Over the past three years, President Bush has accumulated a tremendous capital of goodwill with the Iranian people because of his outspoken support for their struggle for freedom.

The president has made clear in private meetings with Iranian exiles that his public statements were not mere rhetoric. He really meant it when he called Iran part of an “axis of evil” in his 2002 State of the Union speech.

He meant every word he uttered after the regime disqualified some 2,400 candidates for parliamentary elections in February 2004 and he said, “The United States supports the Iranian people’s aspiration to live in freedom, enjoy their God-given rights, and determine their own destiny.”
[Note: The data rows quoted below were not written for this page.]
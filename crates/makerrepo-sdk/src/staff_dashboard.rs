// Copyright 2025 The MakerRepo Developers
//
// Licensed under the Apache License, Version 2.0 (the "License");
// you may not use this file except in compliance with the License.
// You may obtain a copy of the License at
//
//     http://www.apache.org/licenses/LICENSE-2.0
//
// Unless required by applicable law or agreed to in writing, software
// distributed under the License is distributed on an "AS IS" BASIS,
// WITHOUT WARRANTIES OR CONDITIONS OF ANY KIND, either express or implied.
// See the License for the specific language governing permissions and
// limitations under the License.

//! The staff dashboard: who is in the space, signing people in and out by
//! hand, and managing RFID cards.

use std::sync::atomic::Ordering;

use eyeball::Subscriber;
use http::Method;
use serde::{Deserialize, Serialize};
use serde_json::Value as JsonValue;
use tracing::{debug, instrument};
use url::Url;

use crate::{client::EmptyObject, Client, Result};

/// A makerspace.
#[derive(Clone, Debug, PartialEq, Eq, Serialize, Deserialize)]
pub struct Space {
    /// The identifier of the space.
    pub id: u64,
    /// The display name of the space.
    pub name: String,
}

/// An entry of the list of spaces a staff member can switch to.
///
/// On the wire this is a `[name, id]` pair.
#[derive(Clone, Debug, PartialEq, Eq, Serialize, Deserialize)]
#[serde(from = "(String, u64)", into = "(String, u64)")]
pub struct SpaceChoice {
    /// The display name of the space.
    pub name: String,
    /// The identifier of the space.
    pub id: u64,
}

impl From<(String, u64)> for SpaceChoice {
    fn from((name, id): (String, u64)) -> Self {
        Self { name, id }
    }
}

impl From<SpaceChoice> for (String, u64) {
    fn from(choice: SpaceChoice) -> Self {
        (choice.name, choice.id)
    }
}

/// A person currently signed into the space.
#[derive(Clone, Debug, PartialEq, Eq, Serialize, Deserialize)]
pub struct RosterUser {
    /// The user's identifier.
    pub id: u64,
    /// The user's full name.
    #[serde(default)]
    pub name: String,
    /// The user's username.
    pub username: String,
    /// The user's email address.
    #[serde(default)]
    pub email: String,
    /// Whether staff flagged the user.
    #[serde(default)]
    pub flagged: bool,
}

/// The state of the staff member's current space.
#[derive(Clone, Debug, Default, PartialEq, Eq, Serialize, Deserialize)]
pub struct SpaceRoster {
    /// The space the staff member is working in.
    #[serde(default)]
    pub space: Option<Space>,
    /// The spaces the staff member can switch to.
    #[serde(default)]
    pub space_list: Vec<SpaceChoice>,
    /// The people signed into the space.
    #[serde(default)]
    pub space_users: Vec<RosterUser>,
}

impl SpaceRoster {
    /// Whether the user with the given username is signed in.
    pub fn contains(&self, username: &str) -> bool {
        self.space_users.iter().any(|u| u.username == username)
    }
}

/// A user matching a typeahead search.
#[derive(Clone, Debug, PartialEq, Eq, Deserialize)]
pub struct UserSuggestion {
    /// The user's full name.
    pub name: String,
    /// The user's username.
    pub username: String,
}

#[derive(Deserialize)]
struct PopulateUsersResponse {
    #[serde(default)]
    users: Vec<UserSuggestion>,
}

/// A card that was tapped but isn't linked to anybody yet.
#[derive(Clone, Debug, PartialEq, Eq, Deserialize)]
pub struct UnsetRfid {
    /// The card number.
    pub card_number: String,
    /// When the card was first tapped.
    #[serde(default)]
    pub created_at: Option<String>,
}

#[derive(Serialize)]
struct LinkRfidRequest<'a> {
    card_number: &'a str,
    #[serde(skip_serializing_if = "Option::is_none")]
    user_id: Option<u64>,
}

#[derive(Deserialize)]
struct StatusResponse {
    #[serde(default)]
    status: Option<String>,
}

impl StatusResponse {
    fn is_ok(&self) -> bool {
        self.status.as_deref() == Some("OK")
    }
}

/// The staff dashboard of the logged in staff member.
///
/// The latest roster is cached in the [`Client`]; every mutation fetches it
/// again so the cache follows the server.
#[derive(Debug, Clone)]
pub struct StaffDashboard {
    client: Client,
}

impl StaffDashboard {
    pub(crate) fn new(client: Client) -> Self {
        Self { client }
    }

    fn endpoint(&self, route: &str, query: &[(&str, &str)]) -> Result<Url> {
        let mut url = self.client.endpoint(route)?;
        if !query.is_empty() {
            url.query_pairs_mut().extend_pairs(query);
        }
        Ok(url)
    }

    async fn put_without_body(&self, url: Url) -> Result<()> {
        let _: JsonValue = self.client.send_to(Method::PUT, url, Some(&EmptyObject {}), None).await?;
        Ok(())
    }

    /// Fetch the roster of the current space and cache it.
    ///
    /// Concurrent calls share a single request.
    #[instrument(skip(self))]
    pub async fn roster(&self) -> Result<SpaceRoster> {
        self.client.inner.roster_refresh.run((), self.fetch_roster()).await
    }

    /// Fetch the roster without joining a fetch that is already in flight,
    /// which may predate a change.
    ///
    /// The answer is only cached if no fetch that started later got cached
    /// first.
    async fn fetch_roster(&self) -> Result<SpaceRoster> {
        let inner = &self.client.inner;
        let fetch = inner.roster_fetches.fetch_add(1, Ordering::SeqCst);

        let roster: SpaceRoster = self.client.get("staff_dashboard").await?;
        debug!(fetch, users = roster.space_users.len(), "Fetched the roster");

        let mut cached_from = inner.roster_cached_from.lock().unwrap();
        if *cached_from <= fetch {
            *cached_from = fetch + 1;
            inner.roster.set(Some(roster.clone()));
        } else {
            debug!(fetch, "A newer roster is already cached");
        }

        Ok(roster)
    }

    /// The roster as of the latest fetch.
    pub fn cached_roster(&self) -> Option<SpaceRoster> {
        self.client.inner.roster.get()
    }

    /// Subscribe to the changes of the cached roster.
    pub fn subscribe_roster(&self) -> Subscriber<Option<SpaceRoster>> {
        self.client.inner.roster.subscribe()
    }

    /// Switch to another space and return its roster.
    #[instrument(skip(self))]
    pub async fn change_space(&self, space_id: u64) -> Result<SpaceRoster> {
        let space_id = space_id.to_string();
        let url = self.endpoint("staff_dashboard/change_space", &[("space_id", &space_id)])?;
        self.put_without_body(url).await?;
        self.fetch_roster().await
    }

    /// Sign a user into the space by hand and return the new roster.
    #[instrument(skip(self))]
    pub async fn sign_in_user(&self, username: &str) -> Result<SpaceRoster> {
        let url = self.endpoint("staff_dashboard/add_users", &[("added_users", username)])?;
        self.put_without_body(url).await?;
        self.fetch_roster().await
    }

    /// Sign users out of the space by hand and return the new roster.
    #[instrument(skip(self))]
    pub async fn sign_out_users(&self, usernames: &[&str]) -> Result<SpaceRoster> {
        let query: Vec<_> = usernames.iter().map(|u| ("dropped_users[]", *u)).collect();
        let url = self.endpoint("staff_dashboard/remove_users", &query)?;
        self.put_without_body(url).await?;
        self.fetch_roster().await
    }

    /// Users whose name or username matches `search`, for typeaheads.
    pub async fn populate_users(&self, search: &str) -> Result<Vec<UserSuggestion>> {
        let url = self.endpoint("staff_dashboard/populate_users", &[("search", search)])?;
        let response: PopulateUsersResponse =
            self.client.send_to::<(), _>(Method::GET, url, None, None).await?;
        Ok(response.users)
    }

    /// Full-text user search.
    pub async fn search(&self, query: &str) -> Result<JsonValue> {
        let url = self.endpoint("staff_dashboard/search", &[("query", query)])?;
        self.client.send_to::<(), _>(Method::GET, url, None, None).await
    }

    /// Cards that were tapped but aren't linked to anybody.
    pub async fn unset_rfids(&self) -> Result<Vec<UnsetRfid>> {
        self.client.get("rfid/get_unset_rfids").await
    }

    /// Link a card to a user. Returns whether the server accepted it.
    #[instrument(skip(self))]
    pub async fn link_rfid(&self, card_number: &str, user_id: u64) -> Result<bool> {
        let request = LinkRfidRequest { card_number, user_id: Some(user_id) };
        let response: StatusResponse = self.client.put("staff_dashboard/link_rfid", &request).await?;
        Ok(response.is_ok())
    }

    /// Unlink a card from its owner. Returns whether the server accepted it.
    #[instrument(skip(self))]
    pub async fn unlink_rfid(&self, card_number: &str) -> Result<bool> {
        let request = LinkRfidRequest { card_number, user_id: None };
        let response: StatusResponse =
            self.client.put("staff_dashboard/unlink_rfid", &request).await?;
        Ok(response.is_ok())
    }
}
He meant it when he spoke to the Voice of America’s Persian service on August 17, 2004. “There is a significant diaspora here in the United States of Iranian-Americans who long for their homeland to be liberated and free. We’re working with them to send messages to their loved ones and their relatives…say[ing], ‘Listen, we hear your voice, we know you want to be free, and we stand with you in your desire to be free.’”

And he meant it again when he addressed the Iranian people during his State of the Union speech this year. “Our nation hopes one day to be the closest of friends with a free and democratic Iran.”

Somehow, that message hasn’t made it over to Foggy Bottom.

At the State Department, where Condoleeza Rice has admirably pledged to spend $85 million this year to support the pro-freedom movement in Iran, careerists have taken over the show and are steering her in the wrong direction.

Of that $85 million, nearly $50 million has been tentatively ear-marked to expand the Voice of America and the Persian service of Radio Free Europe/Radio Liberty.

Both radios need to improve the quality of their broadcasts and, especially, their political content, before they deserve another dime in taxpayer funding. But that is a story I will treat in depth in a future column.

The rest of the money is being spent on a variety of programs led by former Tehran regime officials, student leaders, and U.S. academics who believe the Tehran regime can be reformed, but does not need to be changed.

This is sweet music to the ears of Iran’s ruling mullahs and to Iran’s boy president, Mahmoud Ahmadinejad.

They all want “reform.” After all, Ahmadinejad campaigned for president on a platform of “reform.” He was going to drive out corrupt mullahs, such as the “reformist” Rafsanjani, and reform Iran’s nuclear weapons program.

Mohsen Sazegara was one of the founders of Iran’s Revolutionary Guards Corps. He fell out with the regime in the late 1980s, published a series of reformist newspapers, and was jailed for nearly two years.

He came to the United States last year at the invitation of the Washington Institute for Near East Policy and with the blessing of the Department of State.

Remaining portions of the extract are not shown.